Habsiguda is a neighbourhood in Hyderabad, Telangana, India. It is located at the eastern end of the city between Tarnaka and Uppal. It forms Ward No. 7 of Greater Hyderabad Municipal Corporation.

== History of Habsiguda ==
The origin of the name Habsiguda may have originated from Habshi meaning African and guda a suffix for village; Habshi was a common term referring to the Siddi, Africans from Al-Habash (an Arabic term for Abbysinia or Ethiopia). This barren land was a Cattle ground for Nizams of Deccan Princely State, and was probably the home of the African troops in Nizam's military. Abyssinians used to be brought as labourers by Nizams to take care of their cattle. Habshi's (people from Abyssinia) lived for decades in and around this area hence the name "Habshi-guda" and now being called as Habsiguda. Today one can still find these Abyssinians in many parts of Old City and especially in "Barkas". Many of these people were mixed with local people and accepted in all communities.

Later Habsiguda was occupied by many construction and plantation labourers that were brought from surrounding districts to construct Osmania University by Mir Osman Ali Khan, Asaf Jah Vii (Last Nizam of Hyderabad Deccan).
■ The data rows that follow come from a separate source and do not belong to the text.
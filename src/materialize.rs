//! Per-object materialization: path mapping, mode dispatch, disk writes.

use crate::enumerate::is_directory_marker;
use crate::error::SyncError;
use crate::store::ObjectStore;
use crate::transcode::{classify_key, transcode_to_jpeg, HandlingMode};
use crate::types::{ObjectRecord, SyncConfig, JPEG_QUALITY};
use std::path::{Path, PathBuf};
use tracing::{debug, warn};

/// Outcome of materializing one object.
#[derive(Debug, Clone, Copy, PartialEq, Eq)]
pub enum Materialized {
    /// Directory marker; nothing written.
    Skipped,
    /// Bytes written verbatim.
    Raw,
    /// Decoded and re-encoded as JPEG.
    Transcoded,
    /// Image object whose transcode failed; original bytes written to the
    /// original path instead.
    Fallback,
}

/// Maps a key onto the local tree.
///
/// Leading separators are stripped so a key can never resolve to an
/// absolute path outside `local_dir`.
pub fn local_path(local_dir: &Path, key: &str) -> PathBuf {
    local_dir.join(key.trim_start_matches('/'))
}

/// Downloads one object to its place in the local tree.
///
/// Opaque objects (and all objects when transcoding is disabled) stream
/// straight to disk. Image objects are fetched into memory, normalized to
/// JPEG and written with a `jpg` extension; if decoding or encoding fails,
/// the original bytes are written to the original path and the run
/// continues.
///
/// Parent directories are created on demand; re-creating existing ones is
/// a no-op. Fetch and write failures propagate and abort the whole run.
pub async fn materialize_object(
    store: &dyn ObjectStore,
    config: &SyncConfig,
    record: &ObjectRecord,
) -> Result<Materialized, SyncError> {
    if is_directory_marker(&record.key) {
        return Ok(Materialized::Skipped);
    }

    let path = local_path(&config.local_dir, &record.key);
    if let Some(parent) = path.parent() {
        tokio::fs::create_dir_all(parent).await?;
    }

    let mode = if config.transcode_images {
        classify_key(&record.key)
    } else {
        HandlingMode::Opaque
    };

    match mode {
        HandlingMode::Opaque => {
            store
                .download_to_file(&config.bucket, &record.key, &path)
                .await?;
            debug!("Wrote {}", path.display());
            Ok(Materialized::Raw)
        }
        HandlingMode::Image => {
            let bytes = store.get_object(&config.bucket, &record.key).await?;

            match transcode_to_jpeg(&bytes, JPEG_QUALITY) {
                Ok(jpeg) => {
                    let jpeg_path = path.with_extension("jpg");
                    tokio::fs::write(&jpeg_path, jpeg).await?;
                    debug!("Transcoded {} -> {}", record.key, jpeg_path.display());
                    Ok(Materialized::Transcoded)
                }
                Err(e) => {
                    warn!(
                        "⚠️  Could not transcode {}: {}. Keeping original bytes.",
                        record.key, e
                    );
                    tokio::fs::write(&path, bytes).await?;
                    Ok(Materialized::Fallback)
                }
            }
        }
    }
}

#[cfg(test)]
mod tests {
    use super::*;
    use crate::store::testing::MemStore;

    fn record(key: &str, size: u64) -> ObjectRecord {
        ObjectRecord {
            key: key.to_string(),
            size,
        }
    }

    #[test]
    fn test_local_path_mirrors_key_hierarchy() {
        let path = local_path(Path::new("out"), "a/b/c.txt");
        assert_eq!(path, PathBuf::from("out/a/b/c.txt"));
    }

    #[test]
    fn test_local_path_never_escapes_to_absolute() {
        let path = local_path(Path::new("out"), "/etc/passwd");
        assert_eq!(path, PathBuf::from("out/etc/passwd"));
    }

    #[tokio::test]
    async fn test_raw_copy_is_byte_identical() {
        let dir = tempfile::tempdir().unwrap();
        let store = MemStore::new([("a/b.txt", b"hello world".to_vec())]);
        let config = SyncConfig::new("bucket").with_local_dir(dir.path());

        let outcome = materialize_object(&store, &config, &record("a/b.txt", 11))
            .await
            .unwrap();

        assert_eq!(outcome, Materialized::Raw);
        let written = std::fs::read(dir.path().join("a/b.txt")).unwrap();
        assert_eq!(written, b"hello world");
    }

    #[tokio::test]
    async fn test_directory_marker_writes_nothing() {
        let dir = tempfile::tempdir().unwrap();
        let store = MemStore::new([("a/c/", Vec::new())]);
        let config = SyncConfig::new("bucket").with_local_dir(dir.path());

        let outcome = materialize_object(&store, &config, &record("a/c/", 0))
            .await
            .unwrap();

        assert_eq!(outcome, Materialized::Skipped);
        assert!(!dir.path().join("a/c").exists());
    }

    #[tokio::test]
    async fn test_existing_parent_directories_are_fine() {
        let dir = tempfile::tempdir().unwrap();
        std::fs::create_dir_all(dir.path().join("a/b")).unwrap();

        let store = MemStore::new([("a/b/c.txt", b"x".to_vec())]);
        let config = SyncConfig::new("bucket").with_local_dir(dir.path());

        materialize_object(&store, &config, &record("a/b/c.txt", 1))
            .await
            .unwrap();

        assert!(dir.path().join("a/b/c.txt").exists());
    }

    #[tokio::test]
    async fn test_images_copied_verbatim_when_transcoding_disabled() {
        let dir = tempfile::tempdir().unwrap();
        let bytes = vec![1u8, 2, 3, 4];
        let store = MemStore::new([("img/p.png", bytes.clone())]);
        let config = SyncConfig::new("bucket").with_local_dir(dir.path());

        let outcome = materialize_object(&store, &config, &record("img/p.png", 4))
            .await
            .unwrap();

        assert_eq!(outcome, Materialized::Raw);
        assert_eq!(std::fs::read(dir.path().join("img/p.png")).unwrap(), bytes);
        assert!(!dir.path().join("img/p.jpg").exists());
    }

    #[tokio::test]
    async fn test_corrupt_image_falls_back_to_original_bytes() {
        let dir = tempfile::tempdir().unwrap();
        let bytes = b"definitely not a gif".to_vec();
        let store = MemStore::new([("img/bad.gif", bytes.clone())]);
        let config = SyncConfig::new("bucket")
            .with_local_dir(dir.path())
            .with_transcode(true);

        let outcome = materialize_object(&store, &config, &record("img/bad.gif", 20))
            .await
            .unwrap();

        assert_eq!(outcome, Materialized::Fallback);
        assert_eq!(
            std::fs::read(dir.path().join("img/bad.gif")).unwrap(),
            bytes
        );
        assert!(!dir.path().join("img/bad.jpg").exists());
    }

    #[tokio::test]
    async fn test_fetch_failure_aborts() {
        let dir = tempfile::tempdir().unwrap();
        let store = crate::store::testing::BrokenStore;
        let config = SyncConfig::new("bucket").with_local_dir(dir.path());

        let result = materialize_object(&store, &config, &record("a/b.txt", 1)).await;
        assert!(matches!(result, Err(SyncError::Fetch { .. })));
    }
}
Habsiguda remained as a hamlet under "Nacharam Village" until 1981 and later became an independent Grampanchayat under Uppal Kalan Municipality and now its part of Hyderabad Metropolitan City.

== Research institutes ==
- Center for Cellular and Molecular Biology
- Indian Institute of Chemical Technology
- National Geophysical Research Institute
- Central Food Technology Research Institute – Resource Center
- Indian Statistical Institute

== Transport ==
The Hyderabad Metro Rail has a route covering from Nagole to Raidurg which is laid via Habsiguda. Hyderabad Metro Rail Project is the World's Largest Public-Private Partnership Project (PPP) in the Metro Sector. The Hyderabad Metro Rail Network covers a total distance of around 72 km. It has three Metro stops one at Cricket Stadium, second at National Geophysical Research Institute and other at Crossroads of Habsiguda.

Habsiguda is well connected by TSRTC buses. It is about 5 km from Secunderabad Railway Station and about 11 km from Hyderabad Nampally Railway Station of the South Central Railway. Rajiv Gandhi International Airport, Hyderabad is about 30 km away from Habsiguda. The closest MMTS Train station is 2.5 km away at Sitaphalmandi.